Dataset content START

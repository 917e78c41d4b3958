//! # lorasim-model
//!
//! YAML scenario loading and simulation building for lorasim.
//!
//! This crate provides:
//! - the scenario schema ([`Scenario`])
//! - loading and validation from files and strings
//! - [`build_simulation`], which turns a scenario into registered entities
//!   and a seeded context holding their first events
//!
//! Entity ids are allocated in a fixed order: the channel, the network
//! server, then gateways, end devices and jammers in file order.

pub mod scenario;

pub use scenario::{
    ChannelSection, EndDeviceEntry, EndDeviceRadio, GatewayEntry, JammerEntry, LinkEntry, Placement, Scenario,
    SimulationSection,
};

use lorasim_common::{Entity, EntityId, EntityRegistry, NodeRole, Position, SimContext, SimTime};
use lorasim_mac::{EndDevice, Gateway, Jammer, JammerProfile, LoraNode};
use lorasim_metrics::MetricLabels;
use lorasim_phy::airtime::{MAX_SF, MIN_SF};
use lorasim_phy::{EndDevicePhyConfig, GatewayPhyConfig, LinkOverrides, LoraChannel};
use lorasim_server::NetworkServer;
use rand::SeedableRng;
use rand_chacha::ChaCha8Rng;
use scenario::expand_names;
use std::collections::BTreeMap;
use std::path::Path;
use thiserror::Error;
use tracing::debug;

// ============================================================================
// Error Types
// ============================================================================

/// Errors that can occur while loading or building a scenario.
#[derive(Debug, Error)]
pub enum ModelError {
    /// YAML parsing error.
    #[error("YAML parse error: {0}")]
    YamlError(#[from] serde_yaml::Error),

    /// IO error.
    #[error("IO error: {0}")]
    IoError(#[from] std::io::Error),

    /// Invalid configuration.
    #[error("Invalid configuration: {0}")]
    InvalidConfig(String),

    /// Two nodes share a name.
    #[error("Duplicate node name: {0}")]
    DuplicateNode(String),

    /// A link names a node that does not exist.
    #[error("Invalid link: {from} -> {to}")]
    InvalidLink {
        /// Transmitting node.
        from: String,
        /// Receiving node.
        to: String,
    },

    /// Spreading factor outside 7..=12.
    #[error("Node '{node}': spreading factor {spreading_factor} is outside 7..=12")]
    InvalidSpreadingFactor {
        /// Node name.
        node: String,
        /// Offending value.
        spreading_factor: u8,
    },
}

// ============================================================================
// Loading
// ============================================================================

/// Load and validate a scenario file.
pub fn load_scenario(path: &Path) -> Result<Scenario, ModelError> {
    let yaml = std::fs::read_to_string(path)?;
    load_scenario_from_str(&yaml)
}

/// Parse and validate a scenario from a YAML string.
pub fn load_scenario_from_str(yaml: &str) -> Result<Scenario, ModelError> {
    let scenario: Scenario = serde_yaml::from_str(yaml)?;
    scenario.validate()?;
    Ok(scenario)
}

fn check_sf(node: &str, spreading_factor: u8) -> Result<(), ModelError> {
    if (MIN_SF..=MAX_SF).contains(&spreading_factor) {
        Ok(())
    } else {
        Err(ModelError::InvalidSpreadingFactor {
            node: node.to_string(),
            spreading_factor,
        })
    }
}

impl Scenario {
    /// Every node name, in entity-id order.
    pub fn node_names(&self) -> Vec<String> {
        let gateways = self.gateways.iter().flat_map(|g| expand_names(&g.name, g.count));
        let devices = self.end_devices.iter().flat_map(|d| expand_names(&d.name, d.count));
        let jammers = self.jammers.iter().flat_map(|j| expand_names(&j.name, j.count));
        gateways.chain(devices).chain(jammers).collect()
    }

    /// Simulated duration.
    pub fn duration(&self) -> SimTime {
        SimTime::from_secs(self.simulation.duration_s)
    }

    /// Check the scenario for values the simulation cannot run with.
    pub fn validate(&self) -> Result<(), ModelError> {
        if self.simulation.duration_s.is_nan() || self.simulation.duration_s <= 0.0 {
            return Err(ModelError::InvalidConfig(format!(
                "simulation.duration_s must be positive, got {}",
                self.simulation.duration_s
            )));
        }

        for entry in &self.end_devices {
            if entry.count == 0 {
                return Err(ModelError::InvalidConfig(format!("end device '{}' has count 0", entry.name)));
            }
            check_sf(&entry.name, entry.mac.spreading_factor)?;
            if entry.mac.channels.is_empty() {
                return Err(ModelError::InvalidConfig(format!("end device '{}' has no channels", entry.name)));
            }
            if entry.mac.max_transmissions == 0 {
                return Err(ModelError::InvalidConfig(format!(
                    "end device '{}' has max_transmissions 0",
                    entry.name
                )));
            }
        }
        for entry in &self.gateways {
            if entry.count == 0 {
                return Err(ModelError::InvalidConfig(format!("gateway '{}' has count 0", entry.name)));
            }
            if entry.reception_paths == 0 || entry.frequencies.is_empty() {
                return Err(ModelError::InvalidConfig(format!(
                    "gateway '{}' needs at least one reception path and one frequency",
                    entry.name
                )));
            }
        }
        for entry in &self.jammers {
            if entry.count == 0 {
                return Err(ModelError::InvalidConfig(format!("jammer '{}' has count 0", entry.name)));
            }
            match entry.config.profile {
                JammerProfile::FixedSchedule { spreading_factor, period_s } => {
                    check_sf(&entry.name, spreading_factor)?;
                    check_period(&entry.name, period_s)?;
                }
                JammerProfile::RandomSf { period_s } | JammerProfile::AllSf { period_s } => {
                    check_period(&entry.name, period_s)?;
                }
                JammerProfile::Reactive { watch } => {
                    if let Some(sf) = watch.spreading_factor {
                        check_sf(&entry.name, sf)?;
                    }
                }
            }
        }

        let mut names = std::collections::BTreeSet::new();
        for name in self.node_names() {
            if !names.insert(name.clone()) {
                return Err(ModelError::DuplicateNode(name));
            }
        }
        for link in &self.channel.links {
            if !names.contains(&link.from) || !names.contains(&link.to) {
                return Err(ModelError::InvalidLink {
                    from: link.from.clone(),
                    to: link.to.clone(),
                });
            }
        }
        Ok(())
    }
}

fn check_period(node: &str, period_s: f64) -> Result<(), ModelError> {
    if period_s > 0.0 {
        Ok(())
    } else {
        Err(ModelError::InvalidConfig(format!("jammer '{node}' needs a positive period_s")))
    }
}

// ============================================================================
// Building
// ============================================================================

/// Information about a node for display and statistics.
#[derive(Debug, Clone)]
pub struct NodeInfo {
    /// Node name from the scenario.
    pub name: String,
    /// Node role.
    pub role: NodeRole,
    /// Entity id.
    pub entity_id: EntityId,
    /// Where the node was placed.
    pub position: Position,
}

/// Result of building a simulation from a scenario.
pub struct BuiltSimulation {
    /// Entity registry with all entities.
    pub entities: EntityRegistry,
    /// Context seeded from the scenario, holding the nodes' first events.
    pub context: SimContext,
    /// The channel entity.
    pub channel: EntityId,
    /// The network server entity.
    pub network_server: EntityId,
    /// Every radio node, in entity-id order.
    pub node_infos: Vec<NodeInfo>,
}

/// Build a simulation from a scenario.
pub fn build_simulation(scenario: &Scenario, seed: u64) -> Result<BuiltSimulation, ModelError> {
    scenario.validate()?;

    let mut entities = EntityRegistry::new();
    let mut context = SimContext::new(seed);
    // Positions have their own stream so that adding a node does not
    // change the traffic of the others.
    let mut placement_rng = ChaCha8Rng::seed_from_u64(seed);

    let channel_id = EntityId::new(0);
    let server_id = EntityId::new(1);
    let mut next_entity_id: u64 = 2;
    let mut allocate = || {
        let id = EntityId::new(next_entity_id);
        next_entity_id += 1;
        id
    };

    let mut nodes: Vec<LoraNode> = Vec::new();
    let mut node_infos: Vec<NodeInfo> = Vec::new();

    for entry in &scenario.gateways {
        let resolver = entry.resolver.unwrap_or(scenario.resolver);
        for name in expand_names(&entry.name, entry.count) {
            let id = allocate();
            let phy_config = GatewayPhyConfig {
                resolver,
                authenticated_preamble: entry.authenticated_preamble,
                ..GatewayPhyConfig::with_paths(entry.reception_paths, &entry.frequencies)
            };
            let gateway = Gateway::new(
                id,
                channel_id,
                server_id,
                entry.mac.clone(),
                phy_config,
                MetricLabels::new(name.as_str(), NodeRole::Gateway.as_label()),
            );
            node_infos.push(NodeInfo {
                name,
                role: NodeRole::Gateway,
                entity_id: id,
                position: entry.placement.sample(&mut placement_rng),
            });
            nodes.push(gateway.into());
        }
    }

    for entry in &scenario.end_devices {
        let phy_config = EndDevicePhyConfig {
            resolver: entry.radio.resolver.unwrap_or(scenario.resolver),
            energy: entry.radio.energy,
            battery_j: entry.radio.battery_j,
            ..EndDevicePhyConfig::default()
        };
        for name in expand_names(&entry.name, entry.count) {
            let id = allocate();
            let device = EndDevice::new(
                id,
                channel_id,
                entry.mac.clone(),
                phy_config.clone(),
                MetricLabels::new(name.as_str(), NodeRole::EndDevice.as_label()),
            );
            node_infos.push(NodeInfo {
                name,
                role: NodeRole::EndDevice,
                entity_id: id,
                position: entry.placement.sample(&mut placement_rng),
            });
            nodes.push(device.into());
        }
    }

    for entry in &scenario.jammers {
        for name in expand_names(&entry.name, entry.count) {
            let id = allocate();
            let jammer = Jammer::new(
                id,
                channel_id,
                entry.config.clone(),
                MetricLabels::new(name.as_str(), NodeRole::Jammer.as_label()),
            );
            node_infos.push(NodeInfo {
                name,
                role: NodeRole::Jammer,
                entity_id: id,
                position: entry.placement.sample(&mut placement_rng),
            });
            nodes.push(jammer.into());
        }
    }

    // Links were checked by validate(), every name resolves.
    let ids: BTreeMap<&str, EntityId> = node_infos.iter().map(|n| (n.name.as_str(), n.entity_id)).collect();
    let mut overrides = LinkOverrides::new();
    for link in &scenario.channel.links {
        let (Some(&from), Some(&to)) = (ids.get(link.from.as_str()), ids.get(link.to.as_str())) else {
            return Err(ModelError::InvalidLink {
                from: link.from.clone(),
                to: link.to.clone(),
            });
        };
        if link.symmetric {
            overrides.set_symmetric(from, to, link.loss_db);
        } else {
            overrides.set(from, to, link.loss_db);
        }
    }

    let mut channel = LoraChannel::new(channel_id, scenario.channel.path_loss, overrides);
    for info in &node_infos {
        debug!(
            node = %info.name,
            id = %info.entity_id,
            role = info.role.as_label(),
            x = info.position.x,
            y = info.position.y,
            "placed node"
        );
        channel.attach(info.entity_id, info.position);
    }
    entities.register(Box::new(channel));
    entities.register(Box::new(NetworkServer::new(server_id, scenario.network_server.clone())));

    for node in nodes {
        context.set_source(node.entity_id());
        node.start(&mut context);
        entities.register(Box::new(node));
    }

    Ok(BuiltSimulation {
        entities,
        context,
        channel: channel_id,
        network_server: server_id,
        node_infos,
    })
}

Dataset content END
Dataset content START

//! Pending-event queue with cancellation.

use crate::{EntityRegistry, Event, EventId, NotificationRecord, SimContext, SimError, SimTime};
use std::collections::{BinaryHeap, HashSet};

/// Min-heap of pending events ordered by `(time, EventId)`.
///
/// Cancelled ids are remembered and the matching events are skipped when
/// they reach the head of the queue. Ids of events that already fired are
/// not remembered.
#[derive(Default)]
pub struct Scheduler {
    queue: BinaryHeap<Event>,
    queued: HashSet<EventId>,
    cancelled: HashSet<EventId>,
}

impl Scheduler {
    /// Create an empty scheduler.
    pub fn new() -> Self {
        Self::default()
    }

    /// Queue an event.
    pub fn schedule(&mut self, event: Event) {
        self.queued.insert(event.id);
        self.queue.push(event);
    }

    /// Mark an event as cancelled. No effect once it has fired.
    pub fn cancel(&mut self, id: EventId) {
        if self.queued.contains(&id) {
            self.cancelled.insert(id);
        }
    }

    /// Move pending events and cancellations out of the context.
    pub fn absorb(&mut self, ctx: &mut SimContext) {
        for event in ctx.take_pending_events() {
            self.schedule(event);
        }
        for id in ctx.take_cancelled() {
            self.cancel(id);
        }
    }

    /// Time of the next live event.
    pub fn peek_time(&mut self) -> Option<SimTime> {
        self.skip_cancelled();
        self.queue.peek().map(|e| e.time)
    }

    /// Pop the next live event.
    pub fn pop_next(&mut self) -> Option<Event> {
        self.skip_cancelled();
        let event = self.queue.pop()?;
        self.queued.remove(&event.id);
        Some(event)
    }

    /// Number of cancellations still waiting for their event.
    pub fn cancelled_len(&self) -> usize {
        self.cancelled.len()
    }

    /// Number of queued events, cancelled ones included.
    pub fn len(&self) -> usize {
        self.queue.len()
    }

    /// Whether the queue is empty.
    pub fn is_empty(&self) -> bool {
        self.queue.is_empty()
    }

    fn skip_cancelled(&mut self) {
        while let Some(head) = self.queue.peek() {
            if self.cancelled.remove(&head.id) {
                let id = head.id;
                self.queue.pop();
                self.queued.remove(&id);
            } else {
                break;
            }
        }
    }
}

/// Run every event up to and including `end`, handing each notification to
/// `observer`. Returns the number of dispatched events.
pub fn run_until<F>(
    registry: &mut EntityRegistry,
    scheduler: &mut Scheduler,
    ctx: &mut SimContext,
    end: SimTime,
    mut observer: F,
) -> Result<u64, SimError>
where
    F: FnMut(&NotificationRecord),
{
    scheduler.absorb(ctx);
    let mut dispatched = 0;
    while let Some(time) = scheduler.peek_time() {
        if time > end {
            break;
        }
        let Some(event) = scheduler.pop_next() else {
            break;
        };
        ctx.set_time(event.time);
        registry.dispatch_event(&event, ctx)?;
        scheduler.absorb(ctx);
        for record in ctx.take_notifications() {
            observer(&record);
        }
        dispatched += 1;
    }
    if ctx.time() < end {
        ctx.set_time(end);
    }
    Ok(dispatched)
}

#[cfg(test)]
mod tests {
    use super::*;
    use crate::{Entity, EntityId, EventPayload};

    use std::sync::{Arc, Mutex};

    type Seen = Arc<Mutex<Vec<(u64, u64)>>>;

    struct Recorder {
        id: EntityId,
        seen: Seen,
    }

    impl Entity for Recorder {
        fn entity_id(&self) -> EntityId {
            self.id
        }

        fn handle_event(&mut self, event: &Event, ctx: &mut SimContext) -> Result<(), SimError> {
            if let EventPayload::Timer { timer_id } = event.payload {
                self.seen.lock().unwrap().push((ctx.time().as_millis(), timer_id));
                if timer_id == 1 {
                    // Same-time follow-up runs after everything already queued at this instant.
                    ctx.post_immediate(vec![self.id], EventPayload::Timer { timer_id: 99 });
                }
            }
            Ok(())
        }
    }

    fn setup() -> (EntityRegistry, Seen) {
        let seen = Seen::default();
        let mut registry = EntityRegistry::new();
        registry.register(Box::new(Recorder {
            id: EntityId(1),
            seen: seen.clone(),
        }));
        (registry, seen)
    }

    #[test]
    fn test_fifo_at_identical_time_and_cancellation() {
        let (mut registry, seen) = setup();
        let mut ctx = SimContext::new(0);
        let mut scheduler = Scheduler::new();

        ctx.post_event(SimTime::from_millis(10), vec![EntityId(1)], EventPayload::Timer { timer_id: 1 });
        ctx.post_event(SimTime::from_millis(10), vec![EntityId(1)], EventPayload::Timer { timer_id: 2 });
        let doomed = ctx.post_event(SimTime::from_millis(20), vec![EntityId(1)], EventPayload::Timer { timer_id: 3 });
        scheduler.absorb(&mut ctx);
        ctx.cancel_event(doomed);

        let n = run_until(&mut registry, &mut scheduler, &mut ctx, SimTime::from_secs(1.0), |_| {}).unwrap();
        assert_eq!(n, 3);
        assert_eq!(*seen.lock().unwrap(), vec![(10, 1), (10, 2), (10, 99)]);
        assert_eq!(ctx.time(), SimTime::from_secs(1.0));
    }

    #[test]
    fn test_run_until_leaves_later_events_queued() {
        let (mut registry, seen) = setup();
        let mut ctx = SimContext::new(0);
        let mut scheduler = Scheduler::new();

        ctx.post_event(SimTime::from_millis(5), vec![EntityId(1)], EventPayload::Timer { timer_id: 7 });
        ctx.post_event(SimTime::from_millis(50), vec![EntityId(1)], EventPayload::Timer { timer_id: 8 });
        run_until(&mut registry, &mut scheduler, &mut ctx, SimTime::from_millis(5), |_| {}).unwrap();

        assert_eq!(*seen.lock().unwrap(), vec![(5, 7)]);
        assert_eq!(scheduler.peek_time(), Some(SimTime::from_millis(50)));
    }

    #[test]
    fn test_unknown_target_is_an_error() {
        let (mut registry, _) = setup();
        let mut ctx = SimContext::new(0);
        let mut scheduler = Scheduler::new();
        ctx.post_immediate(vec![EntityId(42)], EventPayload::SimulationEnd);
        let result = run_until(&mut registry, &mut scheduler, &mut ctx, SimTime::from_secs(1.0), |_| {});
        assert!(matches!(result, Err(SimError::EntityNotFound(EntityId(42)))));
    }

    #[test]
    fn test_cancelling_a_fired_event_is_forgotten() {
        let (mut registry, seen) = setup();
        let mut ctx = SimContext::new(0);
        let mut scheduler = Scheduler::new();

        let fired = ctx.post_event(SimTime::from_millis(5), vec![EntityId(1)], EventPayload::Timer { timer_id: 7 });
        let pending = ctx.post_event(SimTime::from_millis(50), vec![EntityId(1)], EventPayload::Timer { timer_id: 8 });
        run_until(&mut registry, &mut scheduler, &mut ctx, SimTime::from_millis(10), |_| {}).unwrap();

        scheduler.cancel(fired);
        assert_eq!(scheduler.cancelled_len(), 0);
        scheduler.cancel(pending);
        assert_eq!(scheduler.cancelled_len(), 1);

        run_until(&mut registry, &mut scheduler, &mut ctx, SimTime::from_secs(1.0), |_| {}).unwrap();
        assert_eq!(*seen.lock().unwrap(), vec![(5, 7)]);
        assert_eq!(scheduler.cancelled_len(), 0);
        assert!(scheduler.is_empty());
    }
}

Dataset content END
Dataset content START

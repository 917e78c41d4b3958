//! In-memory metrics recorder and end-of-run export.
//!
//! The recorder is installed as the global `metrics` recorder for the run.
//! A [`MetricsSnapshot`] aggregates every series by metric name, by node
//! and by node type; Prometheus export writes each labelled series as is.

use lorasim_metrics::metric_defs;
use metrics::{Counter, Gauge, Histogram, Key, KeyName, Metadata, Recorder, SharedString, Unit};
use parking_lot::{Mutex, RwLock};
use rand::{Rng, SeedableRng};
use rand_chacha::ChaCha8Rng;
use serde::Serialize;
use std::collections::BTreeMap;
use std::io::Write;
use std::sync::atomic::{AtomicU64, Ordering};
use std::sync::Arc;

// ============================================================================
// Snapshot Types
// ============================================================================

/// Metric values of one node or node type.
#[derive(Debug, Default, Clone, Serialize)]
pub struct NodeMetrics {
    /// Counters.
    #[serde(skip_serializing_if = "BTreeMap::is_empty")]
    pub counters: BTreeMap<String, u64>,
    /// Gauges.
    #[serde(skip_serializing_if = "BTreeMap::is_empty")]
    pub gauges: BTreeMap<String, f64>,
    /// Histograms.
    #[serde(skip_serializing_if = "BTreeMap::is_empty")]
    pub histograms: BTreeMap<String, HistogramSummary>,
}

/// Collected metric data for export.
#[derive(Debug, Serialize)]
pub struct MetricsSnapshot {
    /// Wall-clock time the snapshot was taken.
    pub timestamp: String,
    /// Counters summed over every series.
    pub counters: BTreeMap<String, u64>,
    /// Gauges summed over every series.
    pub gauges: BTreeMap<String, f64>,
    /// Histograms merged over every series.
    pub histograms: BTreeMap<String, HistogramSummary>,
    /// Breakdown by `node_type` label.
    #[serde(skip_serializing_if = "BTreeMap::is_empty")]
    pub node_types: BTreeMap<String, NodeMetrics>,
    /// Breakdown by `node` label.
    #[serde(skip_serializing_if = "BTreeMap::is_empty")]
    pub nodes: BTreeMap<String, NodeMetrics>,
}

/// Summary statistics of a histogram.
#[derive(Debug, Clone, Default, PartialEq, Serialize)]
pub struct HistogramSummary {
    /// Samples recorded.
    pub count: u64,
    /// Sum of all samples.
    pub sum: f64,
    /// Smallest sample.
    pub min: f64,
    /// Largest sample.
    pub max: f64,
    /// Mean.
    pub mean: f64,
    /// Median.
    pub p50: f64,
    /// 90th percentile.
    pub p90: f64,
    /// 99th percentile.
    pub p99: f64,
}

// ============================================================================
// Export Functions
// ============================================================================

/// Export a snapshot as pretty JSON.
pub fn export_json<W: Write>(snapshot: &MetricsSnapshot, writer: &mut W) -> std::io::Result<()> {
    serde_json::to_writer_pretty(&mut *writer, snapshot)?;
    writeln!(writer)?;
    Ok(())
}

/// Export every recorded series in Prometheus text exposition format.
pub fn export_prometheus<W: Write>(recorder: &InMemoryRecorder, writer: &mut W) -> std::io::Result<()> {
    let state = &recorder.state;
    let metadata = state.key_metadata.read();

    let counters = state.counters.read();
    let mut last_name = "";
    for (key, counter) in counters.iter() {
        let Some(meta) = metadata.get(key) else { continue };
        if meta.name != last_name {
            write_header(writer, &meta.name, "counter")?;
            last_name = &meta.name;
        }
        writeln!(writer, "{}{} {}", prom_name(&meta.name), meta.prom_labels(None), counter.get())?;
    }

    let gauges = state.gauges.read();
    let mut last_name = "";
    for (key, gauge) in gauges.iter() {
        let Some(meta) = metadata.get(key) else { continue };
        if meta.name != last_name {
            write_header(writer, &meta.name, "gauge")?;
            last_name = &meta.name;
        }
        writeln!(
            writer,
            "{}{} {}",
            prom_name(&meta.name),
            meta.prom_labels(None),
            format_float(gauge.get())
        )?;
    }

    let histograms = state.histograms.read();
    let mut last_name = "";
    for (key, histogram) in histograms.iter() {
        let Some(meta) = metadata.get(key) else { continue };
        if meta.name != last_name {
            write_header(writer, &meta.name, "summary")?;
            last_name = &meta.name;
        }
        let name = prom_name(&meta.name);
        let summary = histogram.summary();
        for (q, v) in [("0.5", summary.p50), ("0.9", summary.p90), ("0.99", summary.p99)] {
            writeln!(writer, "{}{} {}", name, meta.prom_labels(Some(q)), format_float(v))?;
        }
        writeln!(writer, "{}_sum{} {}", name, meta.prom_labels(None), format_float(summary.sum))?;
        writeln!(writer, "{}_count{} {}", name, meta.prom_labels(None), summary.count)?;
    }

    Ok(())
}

Dataset content END

Instructions to follow →
Every line above that holds "doomed" counts once; state the total and nothing else.

Reply →
2